He smiled airily as if it were a new game they were going to play. Then, as Gretchen was silent, his smile faded, and he looked at her uncertainly.
“Well, what’s the matter?” she broke out finally. “Do you expect me to jump up and sing? You do enough work as it is. If you try to do any more you’ll end up with a nervous breakdown. I read about a—”
“Don’t worry about me,” he interrupted; “I’m all right. But you’re going to be bored to death sitting here every evening.”
“No, I won’t,” she said without conviction—“except tonight.”
“What about tonight?”
“George Tompkins asked us to dinner.”
“Did you accept?”
“Of course I did,” she said impatiently. “Why not? You’re always talking about what a terrible neighborhood this is, and I thought maybe you’d like to go to a nicer one for a change.”
“When I go to a nicer neighborhood I want to go for good,” he said grimly.
“Well, can we go?”
“I suppose we’ll have to if you’ve accepted.”
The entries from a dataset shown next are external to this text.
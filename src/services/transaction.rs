//! Units of work.
//!
//! The in-memory adapters have nothing to roll back, so the provided
//! services either run work directly (`noop`) or serialize it behind a
//! single lock (`serial`).

use std::future::Future;

use anyhow::anyhow;
use async_trait::async_trait;
use futures::FutureExt;
use futures::future::BoxFuture;
use tokio::sync::Mutex;

use crate::error::{AppError, AppResult};

#[async_trait]
pub trait TransactionService: Send + Sync {
    async fn execute_in_transaction<'a>(
        &self,
        work: BoxFuture<'a, AppResult<()>>,
    ) -> AppResult<()>;

    /// Use cases only open a unit of work when this returns `true`.
    fn supports_transactions(&self) -> bool;

    fn name(&self) -> &'static str;
}

/// Runs `work` inside a transaction when the service supports one, carrying
/// its typed result out of the unit of work.
pub async fn transactional<'a, T, F>(service: &dyn TransactionService, work: F) -> AppResult<T>
where
    T: Send + 'a,
    F: Future<Output = AppResult<T>> + Send + 'a,
{
    if !service.supports_transactions() {
        return work.await;
    }

    let mut outcome = None;
    service
        .execute_in_transaction(
            async {
                outcome = Some(work.await?);
                Ok::<(), AppError>(())
            }
            .boxed(),
        )
        .await?;
    outcome.ok_or_else(|| AppError::Internal {
        source: anyhow!("unit of work finished without producing a result"),
    })
}

#[derive(Debug, Clone, Copy, Default)]
pub struct NoOpTransactionService;

#[async_trait]
impl TransactionService for NoOpTransactionService {
    async fn execute_in_transaction<'a>(
        &self,
        work: BoxFuture<'a, AppResult<()>>,
    ) -> AppResult<()> {
        work.await
    }

    fn supports_transactions(&self) -> bool {
        false
    }

    fn name(&self) -> &'static str {
        "noop"
    }
}

/// Executes one unit of work at a time.
#[derive(Debug, Default)]
pub struct SerialTransactionService {
    lock: Mutex<()>,
}

impl SerialTransactionService {
    pub fn new() -> Self {
        Self::default()
    }
}

#[async_trait]
impl TransactionService for SerialTransactionService {
    async fn execute_in_transaction<'a>(
        &self,
        work: BoxFuture<'a, AppResult<()>>,
    ) -> AppResult<()> {
        let _guard = self.lock.lock().await;
        work.await
    }

    fn supports_transactions(&self) -> bool {
        true
    }

    fn name(&self) -> &'static str {
        "serial"
    }
}
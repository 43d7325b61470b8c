//! Permission checks performed before any use case touches a repository.

use std::collections::HashMap;
use std::fmt;

use async_trait::async_trait;
use serde::{Deserialize, Serialize};

use crate::error::AppResult;

/// Operation a permission applies to.
#[derive(Debug, Clone, Copy, PartialEq, Eq, Hash, Serialize, Deserialize)]
#[serde(rename_all = "snake_case")]
pub enum Action {
    Create,
    Read,
    Update,
    Delete,
    List,
    Assign,
    Reassign,
    Transition,
}

impl Action {
    pub fn as_str(&self) -> &'static str {
        match self {
            Action::Create => "create",
            Action::Read => "read",
            Action::Update => "update",
            Action::Delete => "delete",
            Action::List => "list",
            Action::Assign => "assign",
            Action::Reassign => "reassign",
            Action::Transition => "transition",
        }
    }
}

impl fmt::Display for Action {
    fn fmt(&self, f: &mut fmt::Formatter<'_>) -> fmt::Result {
        f.write_str(self.as_str())
    }
}

#[derive(Debug, Clone, Copy, PartialEq, Eq, Hash)]
pub struct Permission {
    pub entity: &'static str,
    pub action: Action,
}

impl Permission {
    pub const fn new(entity: &'static str, action: Action) -> Self {
        Self { entity, action }
    }
}

impl fmt::Display for Permission {
    fn fmt(&self, f: &mut fmt::Formatter<'_>) -> fmt::Result {
        write!(f, "{}:{}", self.entity, self.action)
    }
}

/// Decides whether a user may perform an action on an entity type.
#[async_trait]
pub trait AuthorizationService: Send + Sync {
    async fn has_permission(&self, user_id: &str, permission: &Permission) -> AppResult<bool>;

    /// When `false`, use cases skip the authorization step entirely.
    fn is_enabled(&self) -> bool {
        true
    }

    fn name(&self) -> &'static str;
}

/// Grants read from configuration: user id (or `*`) to `entity:action`
/// patterns, where either side of a pattern may be `*`.
#[derive(Debug, Clone, Default)]
pub struct StaticAuthorizationService {
    grants: HashMap<String, Vec<String>>,
}

impl StaticAuthorizationService {
    pub fn new(grants: HashMap<String, Vec<String>>) -> Self {
        Self { grants }
    }

    fn pattern_allows(pattern: &str, permission: &Permission) -> bool {
        match pattern.split_once(':') {
            Some((entity, action)) => {
                (entity == "*" || entity == permission.entity)
                    && (action == "*" || action == permission.action.as_str())
            }
            None => false,
        }
    }

    fn user_allows(&self, user_id: &str, permission: &Permission) -> bool {
        self.grants
            .get(user_id)
            .into_iter()
            .flatten()
            .any(|p| Self::pattern_allows(p, permission))
    }
}

#[async_trait]
impl AuthorizationService for StaticAuthorizationService {
    async fn has_permission(&self, user_id: &str, permission: &Permission) -> AppResult<bool> {
        Ok(self.user_allows(user_id, permission) || self.user_allows("*", permission))
    }

    fn name(&self) -> &'static str {
        "static"
    }
}

/// Allows everything and reports itself as disabled.
#[derive(Debug, Clone, Copy, Default)]
pub struct DisabledAuthorizationService;

#[async_trait]
impl AuthorizationService for DisabledAuthorizationService {
    async fn has_permission(&self, _user_id: &str, _permission: &Permission) -> AppResult<bool> {
        Ok(true)
    }

    fn is_enabled(&self) -> bool {
        false
    }

    fn name(&self) -> &'static str {
        "disabled"
    }
}

#[cfg(test)]
mod tests {
    use super::*;

    fn grants(pairs: &[(&str, &[&str])]) -> HashMap<String, Vec<String>> {
        pairs
            .iter()
            .map(|(user, patterns)| {
                (
                    user.to_string(),
                    patterns.iter().map(|p| p.to_string()).collect(),
                )
            })
            .collect()
    }

    #[tokio::test]
    async fn test_exact_grant() {
        let authz = StaticAuthorizationService::new(grants(&[("alice", &["license:assign"])]));
        let assign = Permission::new("license", Action::Assign);
        assert!(authz.has_permission("alice", &assign).await.unwrap());
        assert!(!authz.has_permission("bob", &assign).await.unwrap());
        assert!(
            !authz
                .has_permission("alice", &Permission::new("license", Action::Delete))
                .await
                .unwrap()
        );
    }

    #[tokio::test]
    async fn test_wildcards() {
        let authz = StaticAuthorizationService::new(grants(&[
            ("*", &["*:read", "*:list"]),
            ("admin", &["*:*"]),
            ("billing", &["invoice:*"]),
        ]));
        assert!(
            authz
                .has_permission("anyone", &Permission::new("workspace", Action::List))
                .await
                .unwrap()
        );
        assert!(
            authz
                .has_permission("admin", &Permission::new("role", Action::Delete))
                .await
                .unwrap()
        );
        assert!(
            authz
                .has_permission("billing", &Permission::new("invoice", Action::Update))
                .await
                .unwrap()
        );
        assert!(
            !authz
                .has_permission("billing", &Permission::new("license", Action::Update))
                .await
                .unwrap()
        );
    }

    #[tokio::test]
    async fn test_malformed_pattern_grants_nothing() {
        let authz = StaticAuthorizationService::new(grants(&[("alice", &["license"])]));
        assert!(
            !authz
                .has_permission("alice", &Permission::new("license", Action::Read))
                .await
                .unwrap()
        );
    }

    #[tokio::test]
    async fn test_disabled_allows_everything() {
        let authz = DisabledAuthorizationService;
        assert!(!authz.is_enabled());
        assert!(
            authz
                .has_permission("nobody", &Permission::new("balance", Action::Delete))
                .await
                .unwrap()
        );
    }

    #[test]
    fn test_permission_display() {
        assert_eq!(
            Permission::new("payment_method", Action::Create).to_string(),
            "payment_method:create"
        );
    }
}
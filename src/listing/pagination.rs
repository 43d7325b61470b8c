//! Page size clamping, offset/cursor resolution and page metadata.

use base64::Engine;
use base64::engine::general_purpose::URL_SAFE_NO_PAD;
use serde::{Deserialize, Serialize};

use super::error::{ListError, ListResult};

pub const DEFAULT_PAGE_SIZE: usize = 20;
pub const MAX_PAGE_SIZE: usize = 100;

const CURSOR_VERSION: u8 = 1;

/// Offset (page number) or cursor based pagination.
///
/// When `cursor` is present it takes precedence over `page`.
#[derive(Debug, Clone, PartialEq, Eq, Default, Serialize, Deserialize)]
pub struct PaginationRequest {
    /// Page number, starting at 1
    #[serde(default)]
    pub page: Option<i64>,
    #[serde(default)]
    pub limit: Option<i64>,
    #[serde(default)]
    pub cursor: Option<String>,
}

impl PaginationRequest {
    pub fn page(page: i64, limit: i64) -> Self {
        Self {
            page: Some(page),
            limit: Some(limit),
            cursor: None,
        }
    }

    pub fn after(cursor: impl Into<String>, limit: i64) -> Self {
        Self {
            page: None,
            limit: Some(limit),
            cursor: Some(cursor.into()),
        }
    }
}

/// Default and maximum page sizes.
#[derive(Debug, Clone, Copy, PartialEq, Eq)]
pub struct PageLimits {
    pub default_limit: usize,
    pub max_limit: usize,
}

impl Default for PageLimits {
    fn default() -> Self {
        Self {
            default_limit: DEFAULT_PAGE_SIZE,
            max_limit: MAX_PAGE_SIZE,
        }
    }
}

impl PageLimits {
    /// Effective page size: the default when absent or non-positive,
    /// otherwise the request clamped to `[1, max_limit]`.
    pub fn clamp(&self, requested: Option<i64>) -> usize {
        let max = self.max_limit.max(1);
        match requested {
            Some(limit) if limit > 0 => usize::try_from(limit).unwrap_or(max).min(max),
            _ => self.default_limit.clamp(1, max),
        }
    }

    #[must_use]
    pub fn with_max(mut self, max_limit: usize) -> Self {
        self.max_limit = max_limit;
        self
    }
}

/// Page metadata returned alongside the items.
#[derive(Debug, Clone, PartialEq, Eq, Default, Serialize, Deserialize)]
pub struct PaginationResponse {
    pub total_items: usize,
    /// Current page number (1-based)
    pub page: usize,
    pub page_size: usize,
    pub total_pages: usize,
    pub has_next: bool,
    pub has_prev: bool,
    #[serde(skip_serializing_if = "Option::is_none")]
    pub next_cursor: Option<String>,
    #[serde(skip_serializing_if = "Option::is_none")]
    pub prev_cursor: Option<String>,
}

/// A resolved window over the candidate set.
#[derive(Debug, Clone, Copy, PartialEq, Eq)]
pub(crate) struct PageWindow {
    pub offset: usize,
    pub limit: usize,
}

impl PageWindow {
    pub(crate) fn resolve(
        request: Option<&PaginationRequest>,
        limits: PageLimits,
    ) -> ListResult<Self> {
        let Some(request) = request else {
            return Ok(Self {
                offset: 0,
                limit: limits.clamp(None),
            });
        };
        let limit = limits.clamp(request.limit);

        if let Some(token) = request.cursor.as_deref() {
            let offset = decode_cursor(token)?;
            return Ok(Self { offset, limit });
        }

        let page = request.page.unwrap_or(1).max(1);
        let offset = usize::try_from(page - 1)
            .ok()
            .and_then(|p| p.checked_mul(limit))
            .ok_or_else(|| ListError::InvalidPagination {
                field: "page",
                value: page.to_string(),
            })?;
        Ok(Self { offset, limit })
    }

    /// Builds page metadata for a set of `total` candidates of which
    /// `returned` fall inside this window.
    pub(crate) fn describe(&self, total: usize, returned: usize) -> PaginationResponse {
        let has_next = self.offset + returned < total;
        // An empty result has no previous page to step back to.
        let has_prev = self.offset > 0 && total > 0;
        PaginationResponse {
            total_items: total,
            page: self.offset / self.limit + 1,
            page_size: self.limit,
            total_pages: total.div_ceil(self.limit),
            has_next,
            has_prev,
            next_cursor: has_next.then(|| encode_cursor(self.offset + returned)),
            prev_cursor: has_prev.then(|| encode_cursor(self.offset.saturating_sub(self.limit))),
        }
    }
}

#[derive(Serialize, Deserialize)]
struct CursorToken {
    v: u8,
    o: i64,
}

/// Encodes an offset as an opaque continuation token.
pub fn encode_cursor(offset: usize) -> String {
    let token = CursorToken {
        v: CURSOR_VERSION,
        o: i64::try_from(offset).unwrap_or(i64::MAX),
    };
    // Serializing two integers cannot fail.
    let json = serde_json::to_vec(&token).unwrap_or_default();
    URL_SAFE_NO_PAD.encode(json)
}

/// Decodes a token produced by [`encode_cursor`] back into an offset.
///
/// # Errors
/// `InvalidCursor` for malformed tokens, `InvalidPagination` for a
/// negative offset.
pub fn decode_cursor(token: &str) -> ListResult<usize> {
    let invalid = |reason: String| ListError::InvalidCursor {
        token: token.to_string(),
        reason,
    };
    let bytes = URL_SAFE_NO_PAD
        .decode(token)
        .map_err(|e| invalid(e.to_string()))?;
    let decoded: CursorToken =
        serde_json::from_slice(&bytes).map_err(|e| invalid(e.to_string()))?;
    if decoded.v != CURSOR_VERSION {
        return Err(invalid(format!("unsupported cursor version {}", decoded.v)));
    }
    usize::try_from(decoded.o).map_err(|_| ListError::InvalidPagination {
        field: "cursor.offset",
        value: decoded.o.to_string(),
    })
}

#[cfg(test)]
mod tests {
    use super::*;

    #[test]
    fn test_clamp_defaults_and_bounds() {
        let limits = PageLimits::default();
        assert_eq!(limits.clamp(None), 20);
        assert_eq!(limits.clamp(Some(0)), 20);
        assert_eq!(limits.clamp(Some(-5)), 20);
        assert_eq!(limits.clamp(Some(1)), 1);
        assert_eq!(limits.clamp(Some(50)), 50);
        assert_eq!(limits.clamp(Some(5000)), 100);
    }

    #[test]
    fn test_default_never_exceeds_max() {
        let limits = PageLimits::default().with_max(10);
        assert_eq!(limits.clamp(None), 10);
    }

    #[test]
    fn test_page_below_one_resolves_to_first_page() {
        let window =
            PageWindow::resolve(Some(&PaginationRequest::page(0, 10)), PageLimits::default())
                .unwrap();
        assert_eq!(window, PageWindow { offset: 0, limit: 10 });
    }

    #[test]
    fn test_overflowing_page_is_rejected() {
        let err = PageWindow::resolve(
            Some(&PaginationRequest::page(i64::MAX, 100)),
            PageLimits::default(),
        )
        .unwrap_err();
        assert!(matches!(err, ListError::InvalidPagination { field: "page", .. }));
    }

    #[test]
    fn test_cursor_round_trip() {
        assert_eq!(decode_cursor(&encode_cursor(40)).unwrap(), 40);
    }

    #[test]
    fn test_malformed_cursor() {
        let err = decode_cursor("not a cursor!").unwrap_err();
        assert!(matches!(err, ListError::InvalidCursor { .. }));

        let wrong_version = URL_SAFE_NO_PAD.encode(br#"{"v":9,"o":0}"#);
        assert!(matches!(
            decode_cursor(&wrong_version).unwrap_err(),
            ListError::InvalidCursor { .. }
        ));
    }

    #[test]
    fn test_negative_cursor_offset() {
        let token = URL_SAFE_NO_PAD.encode(br#"{"v":1,"o":-3}"#);
        let err = decode_cursor(&token).unwrap_err();
        assert!(matches!(
            err,
            ListError::InvalidPagination {
                field: "cursor.offset",
                ..
            }
        ));
    }

    #[test]
    fn test_describe_last_page() {
        let window = PageWindow {
            offset: 20,
            limit: 10,
        };
        let meta = window.describe(25, 5);
        assert_eq!(meta.page, 3);
        assert_eq!(meta.total_pages, 3);
        assert!(!meta.has_next);
        assert!(meta.has_prev);
        assert!(meta.next_cursor.is_none());
        assert_eq!(decode_cursor(meta.prev_cursor.as_deref().unwrap()).unwrap(), 10);
    }
}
Somewhat to his annoyance the conversation abruptly ended. Gretchen jumped up and kissed him sketchily and rushed into the kitchen to light the hot water for a bath. With a sigh he carefully deposited his portfolio behind the bookcase—it contained only sketches and layouts for display advertising, but it seemed to him the first thing a burglar would look for. Then he went abstractedly upstairs, dropped into the baby’s room for a casual moist kiss, and began dressing for dinner.
They had no automobile, so George Tompkins called for them at 6:30. Tompkins was a successful interior decorator, a broad, rosy man with a handsome mustache and a strong odor of jasmine. He and Roger had once roomed side by side in a boardinghouse in New York, but they had met only intermittently in the past five years.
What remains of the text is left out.